Items listed in a dataset:
....

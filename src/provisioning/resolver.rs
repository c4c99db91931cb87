//! Property Resolver
//!
//! Fills a claim's missing properties from layered sources. For every
//! property the precedence is: value already on the claim, then the
//! orchestrator's datacenter-scoped default, then the built-in default.
//! Values already on the claim are never overwritten.

use crate::domain::claim::{PropertyKey, PropertyRequirement, VolumeClaim};
use crate::domain::ports::{DefaultPropertySourceRef, PropertyKind};
use crate::domain::properties::parse_replica_count;
use crate::domain::quantity::parse_positive_quantity;
use crate::error::{Error, Result};
use crate::network::{subnet_of, Ipv4Cidr};
use tracing::debug;

/// Network parameters of a resolved claim, as needed by the allocator
#[derive(Debug, Clone, Copy, PartialEq, Eq)]
pub struct ResolvedNetwork {
    pub subnet: Ipv4Cidr,
    pub replica_count: usize,
}

/// Resolves claim properties against a default-property source
#[derive(Clone)]
pub struct PropertyResolver {
    source: DefaultPropertySourceRef,
}

impl PropertyResolver {
    pub fn new(source: DefaultPropertySourceRef) -> Self {
        Self { source }
    }

    /// Name of the underlying default-property source
    pub fn source_name(&self) -> &str {
        self.source.name()
    }

    /// Resolve every non-allocated property of a claim in place.
    ///
    /// Fails before any address is allocated when a required property is
    /// missing, a value is malformed, or explicit replica addresses disagree
    /// with the replica count. Resolving an already resolved claim changes
    /// nothing.
    pub fn resolve(&self, claim: &mut VolumeClaim) -> Result<ResolvedNetwork> {
        claim.validate_identity()?;

        if !claim.is_set(PropertyKey::Region) {
            claim.set(PropertyKey::Region, self.source.region()?);
        }
        if !claim.is_set(PropertyKey::Datacenter) {
            claim.set(PropertyKey::Datacenter, self.source.default_datacenter()?);
        }
        let datacenter = claim.require(PropertyKey::Datacenter)?.to_string();

        for kind in PropertyKind::CLAIM_KINDS {
            let Some(key) = kind.key() else { continue };
            if claim.is_set(key) {
                continue;
            }
            let value = self
                .source
                .lookup(&datacenter, kind)?
                .or_else(|| key.builtin_default().map(str::to_string));
            if let Some(value) = value {
                debug!("Volume {}: {} resolved to '{}'", claim.name, key, value);
                claim.set(key, value);
            }
        }

        if !claim.is_set(PropertyKey::StorageSize) {
            if let Some(size) = claim.storage_request().map(str::to_string) {
                claim.set(PropertyKey::StorageSize, size);
            }
        }

        if !claim.is_set(PropertyKey::SubnetCidr) {
            let network = claim.require(PropertyKey::NetworkCidr)?.to_string();
            let prefix = self
                .source
                .lookup(&datacenter, PropertyKind::SubnetPrefix)?
                .map(|p| parse_prefix(&p))
                .transpose()?;
            let subnet = subnet_of(&network, prefix)?;
            debug!("Volume {}: subnet {} derived from {}", claim.name, subnet, network);
            claim.set(PropertyKey::SubnetCidr, subnet.to_string());
        }

        validate(claim)
    }
}

impl std::fmt::Debug for PropertyResolver {
    fn fmt(&self, f: &mut std::fmt::Formatter<'_>) -> std::fmt::Result {
        f.debug_struct("PropertyResolver")
            .field("source", &self.source.name())
            .finish()
    }
}

/// Check a claim after resolution; allocated properties may still be absent
fn validate(claim: &VolumeClaim) -> Result<ResolvedNetwork> {
    for key in PropertyKey::ALL {
        let skip = matches!(key.requirement(), PropertyRequirement::Allocated)
            || key == PropertyKey::NetworkCidr;
        if !skip {
            claim.require(key)?;
        }
    }

    let replica_count = parse_replica_count(claim.require(PropertyKey::ReplicaCount)?)?;
    parse_positive_quantity(claim.require(PropertyKey::StorageSize)?)?;
    let subnet = Ipv4Cidr::parse(claim.require(PropertyKey::SubnetCidr)?)?;

    let explicit = claim.replica_ips()?;
    if !explicit.is_empty() && explicit.len() != replica_count {
        return Err(Error::ReplicaIpCountMismatch {
            ips: explicit.len(),
            replicas: replica_count,
        });
    }

    Ok(ResolvedNetwork {
        subnet,
        replica_count,
    })
}

fn parse_prefix(value: &str) -> Result<u8> {
    value.trim().parse().map_err(|_| Error::InvalidProperty {
        key: "subnetPrefix".into(),
        value: value.to_string(),
        reason: "not a prefix length".into(),
    })
}

#[cfg(test)]
mod tests {
    use super::*;
    use crate::config::{DatacenterDefaults, ProvisionerConfig};
    use assert_matches::assert_matches;
    use std::sync::Arc;

    const CONFIG: &str = r#"
region: global
default-datacenter: dc1
datacenters:
  dc1:
    network-cidr: 172.28.128.1/16
    subnet-prefix: 24
    interface: eth1
    controller-image: openebs/jiva:0.4.0
  bare: {}
"#;

    fn resolver() -> PropertyResolver {
        let config = ProvisionerConfig::from_yaml(CONFIG).unwrap();
        PropertyResolver::new(Arc::new(DatacenterDefaults::new("nomad", config)))
    }

    #[test]
    fn test_fills_from_datacenter_then_builtin() {
        let mut claim = VolumeClaim::new("vol1").with_storage("5Gi");
        let network = resolver().resolve(&mut claim).unwrap();

        assert_eq!(claim.get(PropertyKey::Region), Some("global"));
        assert_eq!(claim.get(PropertyKey::Datacenter), Some("dc1"));
        assert_eq!(claim.get(PropertyKey::Interface), Some("eth1"));
        assert_eq!(claim.get(PropertyKey::NetworkType), Some("host"));
        assert_eq!(claim.get(PropertyKey::ReplicaCount), Some("2"));
        assert_eq!(claim.get(PropertyKey::PersistenceLocation), Some("/tmp/"));
        assert_eq!(claim.get(PropertyKey::StorageSize), Some("5Gi"));
        assert_eq!(claim.get(PropertyKey::SubnetCidr), Some("172.28.0.0/24"));
        assert_eq!(network.replica_count, 2);
        assert_eq!(network.subnet.to_string(), "172.28.0.0/24");
    }

    #[test]
    fn test_explicit_values_never_overwritten() {
        let mut claim = VolumeClaim::new("vol1")
            .with(PropertyKey::Interface, "bond0")
            .with(PropertyKey::ReplicaCount, "3")
            .with(PropertyKey::SubnetCidr, "10.1.0.0/24")
            .with(PropertyKey::StorageSize, "1Gi")
            .with_storage("5Gi");
        let network = resolver().resolve(&mut claim).unwrap();

        assert_eq!(claim.get(PropertyKey::Interface), Some("bond0"));
        assert_eq!(claim.get(PropertyKey::ReplicaCount), Some("3"));
        assert_eq!(claim.get(PropertyKey::StorageSize), Some("1Gi"));
        assert_eq!(network.subnet.to_string(), "10.1.0.0/24");
    }

    #[test]
    fn test_resolution_is_idempotent() {
        let resolver = resolver();
        let mut claim = VolumeClaim::new("vol1").with_storage("5Gi");
        let first = resolver.resolve(&mut claim).unwrap();
        let labels = claim.labels.clone();

        let second = resolver.resolve(&mut claim).unwrap();
        assert_eq!(first, second);
        assert_eq!(claim.labels, labels);
    }

    #[test]
    fn test_missing_controller_image() {
        let mut claim = VolumeClaim::new("vol1")
            .with(PropertyKey::Datacenter, "bare")
            .with_storage("5Gi");
        assert_matches!(
            resolver().resolve(&mut claim),
            Err(Error::MissingProperty { key }) if key == "controllerImage"
        );
    }

    #[test]
    fn test_missing_storage_size() {
        let mut claim = VolumeClaim::new("vol1");
        assert_matches!(
            resolver().resolve(&mut claim),
            Err(Error::MissingProperty { key }) if key == "storageSize"
        );
    }

    #[test]
    fn test_zero_storage_rejected() {
        let mut claim = VolumeClaim::new("vol1").with_storage("0");
        assert_matches!(
            resolver().resolve(&mut claim),
            Err(Error::InvalidProperty { .. })
        );
    }

    #[test]
    fn test_explicit_replica_ips_must_match_count() {
        let mut claim = VolumeClaim::new("vol1")
            .with(PropertyKey::ReplicaCount, "3")
            .with(PropertyKey::ReplicaIps, "10.0.0.5,10.0.0.6")
            .with_storage("5Gi");
        assert_matches!(
            resolver().resolve(&mut claim),
            Err(Error::ReplicaIpCountMismatch { ips: 2, replicas: 3 })
        );
    }

    #[test]
    fn test_blank_replica_ip_entry_rejected() {
        let mut claim = VolumeClaim::new("vol1")
            .with(PropertyKey::ReplicaCount, "3")
            .with(PropertyKey::ReplicaIps, "10.0.0.5,,10.0.0.6")
            .with_storage("5Gi");
        assert_matches!(
            resolver().resolve(&mut claim),
            Err(Error::InvalidProperty { key, .. }) if key == "replicaIPs"
        );
    }

    #[test]
    fn test_unknown_datacenter() {
        let mut claim = VolumeClaim::new("vol1")
            .with(PropertyKey::Datacenter, "mars")
            .with_storage("5Gi");
        assert_matches!(
            resolver().resolve(&mut claim),
            Err(Error::UnknownDatacenter { .. })
        );
    }

    #[test]
    fn test_nameless_claim() {
        let mut claim = VolumeClaim::new("").with_storage("5Gi");
        assert_matches!(
            resolver().resolve(&mut claim),
            Err(Error::MissingProperty { key }) if key == "name"
        );
    }
}
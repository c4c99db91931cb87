//! API Module
//!
//! Provides the REST API for volume provisioning.

pub mod rest;
pub mod server;

pub use rest::*;
pub use server::*;
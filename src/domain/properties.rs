//! Resolved Property Sets
//!
//! The typed, validated view of a fully resolved claim. Once a
//! [`PropertySet`] exists every required value is present and well formed,
//! so topology construction works on fields rather than label lookups.

use super::claim::{PropertyKey, VolumeClaim};
use super::quantity::parse_positive_quantity;
use crate::error::{Error, Result};
use crate::network::{parse_address, Ipv4Cidr, NetworkAllocation};
use std::collections::BTreeSet;
use std::net::Ipv4Addr;

/// Fully resolved volume properties
#[derive(Debug, Clone, PartialEq, Eq)]
pub struct PropertySet {
    pub name: String,
    pub region: String,
    pub datacenter: String,
    pub controller_image: String,
    pub controller_ip: Ipv4Addr,
    pub replica_ips: Vec<Ipv4Addr>,
    pub replica_count: usize,
    pub network_type: String,
    pub subnet: Ipv4Cidr,
    pub interface: String,
    pub persistence_location: String,
    pub storage_size: String,
    pub storage_bytes: u64,
}

impl PropertySet {
    /// Build from a claim that has been resolved and allocated.
    ///
    /// Fails with `MissingProperty` naming the first absent required key.
    pub fn from_claim(claim: &VolumeClaim) -> Result<Self> {
        claim.validate_identity()?;

        for key in PropertyKey::ALL {
            if key != PropertyKey::NetworkCidr {
                claim.require(key)?;
            }
        }

        let replica_count = parse_replica_count(claim.require(PropertyKey::ReplicaCount)?)?;

        let replica_ips = claim
            .replica_ips()?
            .iter()
            .map(|ip| parse_address(ip))
            .collect::<Result<Vec<_>>>()?;
        if replica_ips.len() != replica_count {
            return Err(Error::ReplicaIpCountMismatch {
                ips: replica_ips.len(),
                replicas: replica_count,
            });
        }

        let controller_ip = parse_address(claim.require(PropertyKey::ControllerIps)?)?;
        let subnet = Ipv4Cidr::parse(claim.require(PropertyKey::SubnetCidr)?)?;

        let mut seen = BTreeSet::new();
        for addr in std::iter::once(&controller_ip).chain(replica_ips.iter()) {
            if !subnet.is_usable(*addr) {
                return Err(Error::AddressOutsideSubnet {
                    address: addr.to_string(),
                    subnet: subnet.to_string(),
                });
            }
            if !seen.insert(*addr) {
                return Err(Error::AddressInUse {
                    address: addr.to_string(),
                    owner: claim.name.clone(),
                });
            }
        }

        let storage_size = claim.require(PropertyKey::StorageSize)?.to_string();
        let storage_bytes = parse_positive_quantity(&storage_size)?;

        let owned = |key: PropertyKey| -> Result<String> { Ok(claim.require(key)?.to_string()) };

        Ok(Self {
            name: claim.name.clone(),
            region: owned(PropertyKey::Region)?,
            datacenter: owned(PropertyKey::Datacenter)?,
            controller_image: owned(PropertyKey::ControllerImage)?,
            controller_ip,
            replica_ips,
            replica_count,
            network_type: owned(PropertyKey::NetworkType)?,
            subnet,
            interface: owned(PropertyKey::Interface)?,
            persistence_location: owned(PropertyKey::PersistenceLocation)?,
            storage_size,
            storage_bytes,
        })
    }

    /// The network allocation encoded in these properties
    pub fn allocation(&self) -> NetworkAllocation {
        NetworkAllocation {
            frontend_ip: self.controller_ip,
            backend_ips: self.replica_ips.clone(),
            subnet: self.subnet,
        }
    }
}

/// Parse a replica count; it must be a positive integer
pub fn parse_replica_count(value: &str) -> Result<usize> {
    let invalid = |reason: &str| Error::InvalidProperty {
        key: PropertyKey::ReplicaCount.label().to_string(),
        value: value.to_string(),
        reason: reason.to_string(),
    };

    let count: usize = value
        .trim()
        .parse()
        .map_err(|_| invalid("not an integer"))?;
    if count == 0 {
        return Err(invalid("replica count must be positive"));
    }
    Ok(count)
}

#[cfg(test)]
mod tests {
    use super::*;
    use assert_matches::assert_matches;

    fn resolved_claim() -> VolumeClaim {
        VolumeClaim::new("vol1")
            .with(PropertyKey::Region, "global")
            .with(PropertyKey::Datacenter, "dc1")
            .with(PropertyKey::ControllerImage, "openebs/jiva:0.4.0")
            .with(PropertyKey::ControllerIps, "10.0.0.1")
            .with(PropertyKey::ReplicaIps, "10.0.0.5,10.0.0.6")
            .with(PropertyKey::ReplicaCount, "2")
            .with(PropertyKey::NetworkType, "host")
            .with(PropertyKey::SubnetCidr, "10.0.0.0/24")
            .with(PropertyKey::Interface, "eth0")
            .with(PropertyKey::PersistenceLocation, "/var/vol/")
            .with(PropertyKey::StorageSize, "5Gi")
    }

    #[test]
    fn test_from_resolved_claim() {
        let props = PropertySet::from_claim(&resolved_claim()).unwrap();
        assert_eq!(props.replica_count, 2);
        assert_eq!(props.controller_ip, Ipv4Addr::new(10, 0, 0, 1));
        assert_eq!(props.replica_ips.len(), 2);
        assert_eq!(props.subnet.to_string(), "10.0.0.0/24");
        assert_eq!(props.storage_bytes, 5 * 1024 * 1024 * 1024);
    }

    #[test]
    fn test_first_missing_key_is_named() {
        let mut claim = resolved_claim();
        claim.labels.remove("controllerImage");
        claim.labels.remove("interface");
        assert_matches!(
            PropertySet::from_claim(&claim),
            Err(Error::MissingProperty { key }) if key == "controllerImage"
        );
    }

    #[test]
    fn test_replica_count_must_be_positive_integer() {
        assert_eq!(parse_replica_count("3").unwrap(), 3);
        assert_matches!(parse_replica_count("0"), Err(Error::InvalidProperty { .. }));
        assert_matches!(parse_replica_count("two"), Err(Error::InvalidProperty { .. }));
    }

    #[test]
    fn test_mismatched_replica_ips() {
        let claim = resolved_claim().with(PropertyKey::ReplicaCount, "3");
        assert_matches!(
            PropertySet::from_claim(&claim),
            Err(Error::ReplicaIpCountMismatch { ips: 2, replicas: 3 })
        );
    }

    #[test]
    fn test_duplicate_addresses_rejected() {
        let claim = resolved_claim().with(PropertyKey::ReplicaIps, "10.0.0.1,10.0.0.6");
        assert_matches!(
            PropertySet::from_claim(&claim),
            Err(Error::AddressInUse { .. })
        );
    }
}
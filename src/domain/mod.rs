//! Domain layer - Claims, resolved properties and port definitions
//!
//! This module defines the core request types and the traits (ports) that
//! orchestrator adapters implement, following hexagonal architecture
//! principles.

pub mod claim;
pub mod ports;
pub mod properties;
pub mod quantity;

pub use claim::*;
pub use ports::*;
pub use properties::*;
pub use quantity::*;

....

Your instructions: Please copy each line of the entries in which the word "PropertyKind" shows up.

Solution to this exercise:
use crate::domain::ports::{DefaultPropertySourceRef, PropertyKind};
        for kind in PropertyKind::CLAIM_KINDS {
                .lookup(&datacenter, PropertyKind::SubnetPrefix)?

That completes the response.